Il ragazzo che ha confessato di aver ucciso Aldo Naro, avrebbe lavorato al Goa in una rete non ufficiale di buttafuori insieme ad altri ragazzi del quartiere, tra cui il figlio di un boss all'ergastolo. Intanto abitanti e volontari che operano allo Zen si difendono: «La città si sta scagliando contro un pezzo di se stessa per lavarsi la coscienza»
Caso Naro, minorenne faceva lavoro sporco a 40 euro «Inaudito dire che tutto lo Zen sia abitato da mostri»
Adesso si chiama quartiere San Filippo Neri, molti lo conoscono come Zen e Zen 2. I due quartieri popolari di Palermo in questi giorni sono sotto assedio dai carabinieri. Un minorenne proprio di quella zona avrebbe ucciso Aldo Naro all’interno del locale del Goa. Il presunto assassino giorni fa si è presentato alla Malaspina e confessato il reato. Lui era lì non per divertirsi ma per lavorare assieme a un suo amico, sempre dello Zen. Figlio di un boss mafioso da anni all’ergastolo. Stando alle dichiarazioni del minorenne, per 40 euro facevano il lavoro sporco nel locale. Evitavano di far scavalcare i ragazzi del quartiere all’interno del club. Sedavano risse. Ma quel giorno c’è scappato il morto. Un giovane di buona famiglia, laureato in Medicina. Dalla discoteca Goa non rilasciano dichiarazioni, «perché ci sono indagini in corso».
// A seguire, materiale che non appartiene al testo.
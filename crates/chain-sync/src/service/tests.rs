use super::*;
use crate::domain::is_valid_chain;

// Mock implementations for testing
struct MockLink {
    addr: String,
    sent: Mutex<Vec<SyncMessage>>,
    closed: bool,
}

impl MockLink {
    fn open(addr: &str) -> Arc<Self> {
        Arc::new(Self {
            addr: addr.to_string(),
            sent: Mutex::new(Vec::new()),
            closed: false,
        })
    }

    fn closed(addr: &str) -> Arc<Self> {
        Arc::new(Self {
            addr: addr.to_string(),
            sent: Mutex::new(Vec::new()),
            closed: true,
        })
    }

    fn take(&self) -> Vec<SyncMessage> {
        std::mem::take(&mut *self.sent.lock())
    }
}

impl PeerLink for MockLink {
    fn remote_addr(&self) -> String {
        self.addr.clone()
    }

    fn send(&self, message: &SyncMessage) -> Result<(), SyncError> {
        if self.closed {
            return Err(SyncError::PeerDisconnected);
        }
        self.sent.lock().push(message.clone());
        Ok(())
    }
}

struct FixedClock(u64);

impl TimeSource for FixedClock {
    fn now(&self) -> u64 {
        self.0
    }
}

fn service() -> ChainSyncService<FixedClock> {
    ChainSyncService::with_clock(SyncConfig::default(), FixedClock(1_700_000_000))
}

/// Connects a mock peer and discards its handshake query.
fn connect(svc: &ChainSyncService<FixedClock>, addr: &str) -> (ConnectionId, Arc<MockLink>) {
    let link = MockLink::open(addr);
    let id = svc.on_connected(link.clone());
    assert_eq!(link.take(), vec![SyncMessage::QueryLatest]);
    (id, link)
}

fn remote_chain(len: usize, tag: &str) -> Vec<Block> {
    let mut chain = vec![genesis_block()];
    while chain.len() < len {
        let tip = chain.last().unwrap().clone();
        chain.push(Block::next(&tip, format!("{tag}-{}", chain.len()), 5_000));
    }
    chain
}

#[test]
fn test_starts_with_genesis() {
    let svc = service();
    assert_eq!(svc.blocks(), vec![genesis_block()]);
    assert_eq!(svc.latest_block(), genesis_block());
    assert_eq!(svc.height(), 1);
}

#[test]
fn test_connect_sends_handshake_and_lists_peer() {
    let svc = service();
    let link = MockLink::open("ws://peer:6001");
    svc.on_connected(link.clone());

    assert_eq!(link.take(), vec![SyncMessage::QueryLatest]);
    assert_eq!(svc.peers(), vec!["ws://peer:6001".to_string()]);
}

#[test]
fn test_failed_handshake_drops_peer() {
    let svc = service();
    svc.on_connected(MockLink::closed("ws://dead"));
    assert!(svc.peers().is_empty());
}

#[test]
fn test_disconnect_is_idempotent() {
    let svc = service();
    let (id, _link) = connect(&svc, "ws://a");
    svc.on_disconnected(id);
    svc.on_disconnected(id);
    assert!(svc.peers().is_empty());
}

#[test]
fn test_query_latest_replies_to_sender_only() {
    let svc = service();
    let (a, link_a) = connect(&svc, "ws://a");
    let (_b, link_b) = connect(&svc, "ws://b");

    svc.handle_message(a, SyncMessage::QueryLatest);

    assert_eq!(link_a.take(), vec![SyncMessage::latest(&genesis_block())]);
    assert!(link_b.take().is_empty());
}

#[test]
fn test_query_all_replies_with_whole_chain() {
    let svc = service();
    svc.submit_block("one".into()).unwrap();
    let (a, link_a) = connect(&svc, "ws://a");

    svc.handle_message(a, SyncMessage::QueryAll);

    assert_eq!(link_a.take(), vec![SyncMessage::ResponseChain(svc.blocks())]);
}

#[test]
fn test_submit_block_appends_and_broadcasts() {
    let svc = service();
    let (_a, link_a) = connect(&svc, "ws://a");
    let (_b, link_b) = connect(&svc, "ws://b");

    let block = svc.submit_block("payload".into()).unwrap();

    assert_eq!(block.index, 1);
    assert_eq!(block.previous_hash, genesis_block().hash);
    assert_eq!(block.timestamp, 1_700_000_000);
    assert_eq!(svc.latest_block(), block);
    assert_eq!(link_a.take(), vec![SyncMessage::latest(&block)]);
    assert_eq!(link_b.take(), vec![SyncMessage::latest(&block)]);
}

#[test]
fn test_own_tip_is_noop_without_broadcast() {
    let svc = service();
    svc.submit_block("one".into()).unwrap();
    let (a, link_a) = connect(&svc, "ws://a");
    let before = svc.blocks();

    svc.handle_message(a, SyncMessage::latest(&svc.latest_block()));

    assert_eq!(svc.blocks(), before);
    assert!(link_a.take().is_empty());
}

// Scenario 1: genesis-only node receives the next block
#[test]
fn test_extends_with_linking_block() {
    let svc = service();
    let (a, link_a) = connect(&svc, "ws://a");
    let (_b, link_b) = connect(&svc, "ws://b");
    let block1 = Block::next(&genesis_block(), "first", 10);

    svc.handle_message(a, SyncMessage::latest(&block1));

    assert_eq!(svc.blocks(), vec![genesis_block(), block1.clone()]);
    assert_eq!(link_a.take(), vec![SyncMessage::latest(&block1)]);
    assert_eq!(link_b.take(), vec![SyncMessage::latest(&block1)]);
}

// Scenario 2: single non-linking tip asks everyone for full chains
#[test]
fn test_non_linking_tip_broadcasts_query_all() {
    let svc = service();
    let (a, link_a) = connect(&svc, "ws://a");
    let (_b, link_b) = connect(&svc, "ws://b");
    let mut stranger = Block::next(&genesis_block(), "far ahead", 10);
    stranger.index = 5;
    stranger.previous_hash = "not-our-tip".into();

    svc.handle_message(a, SyncMessage::latest(&stranger));

    assert_eq!(svc.blocks(), vec![genesis_block()]);
    assert_eq!(link_a.take(), vec![SyncMessage::QueryAll]);
    assert_eq!(link_b.take(), vec![SyncMessage::QueryAll]);
}

#[test]
fn test_non_linking_tip_queries_origin_when_scoped() {
    let config = SyncConfig {
        query_all_scope: QueryAllScope::Origin,
    };
    let svc = ChainSyncService::with_clock(config, FixedClock(1));
    let (a, link_a) = connect(&svc, "ws://a");
    let (_b, link_b) = connect(&svc, "ws://b");
    let tip = remote_chain(4, "r").pop().unwrap();

    svc.handle_message(a, SyncMessage::latest(&tip));

    assert_eq!(link_a.take(), vec![SyncMessage::QueryAll]);
    assert!(link_b.take().is_empty());
}

// Scenario 3: longer valid chain replaces ours, only the new tip is gossiped
#[test]
fn test_replaces_with_longer_chain() {
    let svc = service();
    svc.submit_block("local".into()).unwrap();
    let (a, link_a) = connect(&svc, "ws://a");
    let remote = remote_chain(5, "remote");

    svc.handle_message(a, SyncMessage::ResponseChain(remote.clone()));

    assert_eq!(svc.blocks(), remote);
    let gossip = link_a.take();
    assert_eq!(gossip, vec![SyncMessage::latest(&remote[4])]);
    assert_eq!(remote[4].index, 4);
}

// Scenario 4: tampered chain is rejected silently
#[test]
fn test_rejects_tampered_chain() {
    let svc = service();
    let (a, link_a) = connect(&svc, "ws://a");
    let mut remote = remote_chain(3, "remote");
    remote[2].data = "tampered".into();

    svc.handle_message(a, SyncMessage::ResponseChain(remote));

    assert_eq!(svc.blocks(), vec![genesis_block()]);
    assert!(link_a.take().is_empty());
}

#[test]
fn test_sparse_payload_not_longer_than_local_is_rejected() {
    let svc = service();
    let (a, link_a) = connect(&svc, "ws://a");
    for i in 0..3 {
        svc.submit_block(format!("local-{i}")).unwrap();
    }
    link_a.take();
    let before = svc.blocks();

    let remote = remote_chain(7, "remote");
    let sparse = vec![remote[2].clone(), remote[6].clone()];
    svc.handle_message(a, SyncMessage::ResponseChain(sparse));

    assert_eq!(svc.blocks(), before);
    assert!(link_a.take().is_empty());
}

#[test]
fn test_garbage_frame_is_dropped() {
    let svc = service();
    let (a, link_a) = connect(&svc, "ws://a");

    svc.handle_frame(a, "{not json");
    svc.handle_frame(a, r#"{"type":2,"data":"garbage"}"#);

    assert_eq!(svc.blocks(), vec![genesis_block()]);
    assert!(link_a.take().is_empty());
}

#[test]
fn test_frame_dispatch() {
    let svc = service();
    let (a, link_a) = connect(&svc, "ws://a");

    svc.handle_frame(a, r#"{"type":0}"#);

    assert_eq!(link_a.take(), vec![SyncMessage::latest(&genesis_block())]);
}

#[test]
fn test_two_nodes_converge() {
    // Wire two services together through mock links and pump messages by hand.
    let left = service();
    let right = service();
    for i in 0..3 {
        right.submit_block(format!("r{i}")).unwrap();
    }

    let (l_id, to_right) = connect(&left, "ws://right");
    let (r_id, to_left) = connect(&right, "ws://left");

    right.handle_message(r_id, SyncMessage::QueryLatest);
    for _ in 0..4 {
        for message in to_left.take() {
            left.handle_message(l_id, message);
        }
        for message in to_right.take() {
            right.handle_message(r_id, message);
        }
    }

    assert_eq!(left.blocks(), right.blocks());
    assert!(is_valid_chain(&left.blocks()));
    assert_eq!(left.height(), 4);
}

#[test]
fn test_resync_queries_every_peer() {
    let svc = service();
    let (_a, link_a) = connect(&svc, "ws://a");
    let (_b, link_b) = connect(&svc, "ws://b");

    assert_eq!(svc.request_latest_from_all(), 2);
    assert_eq!(link_a.take(), vec![SyncMessage::QueryLatest]);
    assert_eq!(link_b.take(), vec![SyncMessage::QueryLatest]);
}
L’opinione pubblica in queste ore sta col dito puntato su tutto il quartiere. Lo Zen alla forca. Ma i residenti non ci stanno a questa denigrazione mediatica. In quel quartiere che da anni è una zona franca di Palermo, vittima della mala politica, domani, 20 febbraio, alle 21 ci sarà una fiaccolata – la seconda dopo quella di ieri in centro – che partirà dalla chiesa di San Filippo Neri e si concluderà proprio all’ingresso del Goa.
«L’assassino dovrà pagare le sue colpe. Ma è inaudito riuscire a pensare che un intero quartiere popolare è abitato da mostri – afferma Elena, abitante dello Zen – Posso garantire che il nostro quartiere con i mille problemi irrisolti ha cuore e dignità. Noi tutti siamo vicini alla famiglia di Aldo Naro. Sono convinta che chi ha ucciso il giovane medico non voleva farlo. Purtroppo – continua la residente – ho assistito ad un sacco di risse. Questa volta è finita in tragedia. Ma le liti notturne avvengono per complicità anche dei proprietari dei locali. Dell’eccessivo consumo di alcool. Di una sicurezza quasi inesistente. Tutto questo non esula che chi ha sbagliato, la legge dovrà punirlo. Ma allo Zen non esistono dei mostri. Esiste magari ignoranza. Ragazzi problematici. Ma non dei mostri».
Della stessa lunghezza d’onda è la presidentessa di Laboratorio Zen Insieme, la più antica associazione di volontariato del quartiere Zen 2, Mariangela Di Gangi. «Quella a cui stiamo assistendo in questi giorni è una colpevole generalizzazione, che non serve ad altro che a rafforzare un pregiudizio già esistente, nel migliore dei casi. Ciò che troviamo assurdo è come si sia voluto spostare il dibattito su una questione che, invece, non appare direttamente connessa all’accaduto, volendo focalizzare l’attenzione non soltanto sui soggetti coinvolti, ma su un intero quartiere».
Con le conseguenze che questo comporta. «Non ci si può non rendere conto – continua Di Gangi – di come questa ulteriore ghettizzazione mediatica abbia dei risvolti concreti sulle vite delle persone che in un quartiere complicato come lo Zen ci vivono e che provano ad emanciparsi quotidianamente da una condizione di marginalità, cui sono costretti e che non hanno scelto. Lo Zen è Palermo e di Palermo si deve parlare. Mentre quello che traspare dal dibattito di questi giorni è una sorta di esorcizzazione da parte del resto della città, che con una dura invettiva, a tratti anche violenta, contro un pezzo della propria città, prova solo a lavarsi la coscienza e a ribadire distanze che non dovrebbero esistere».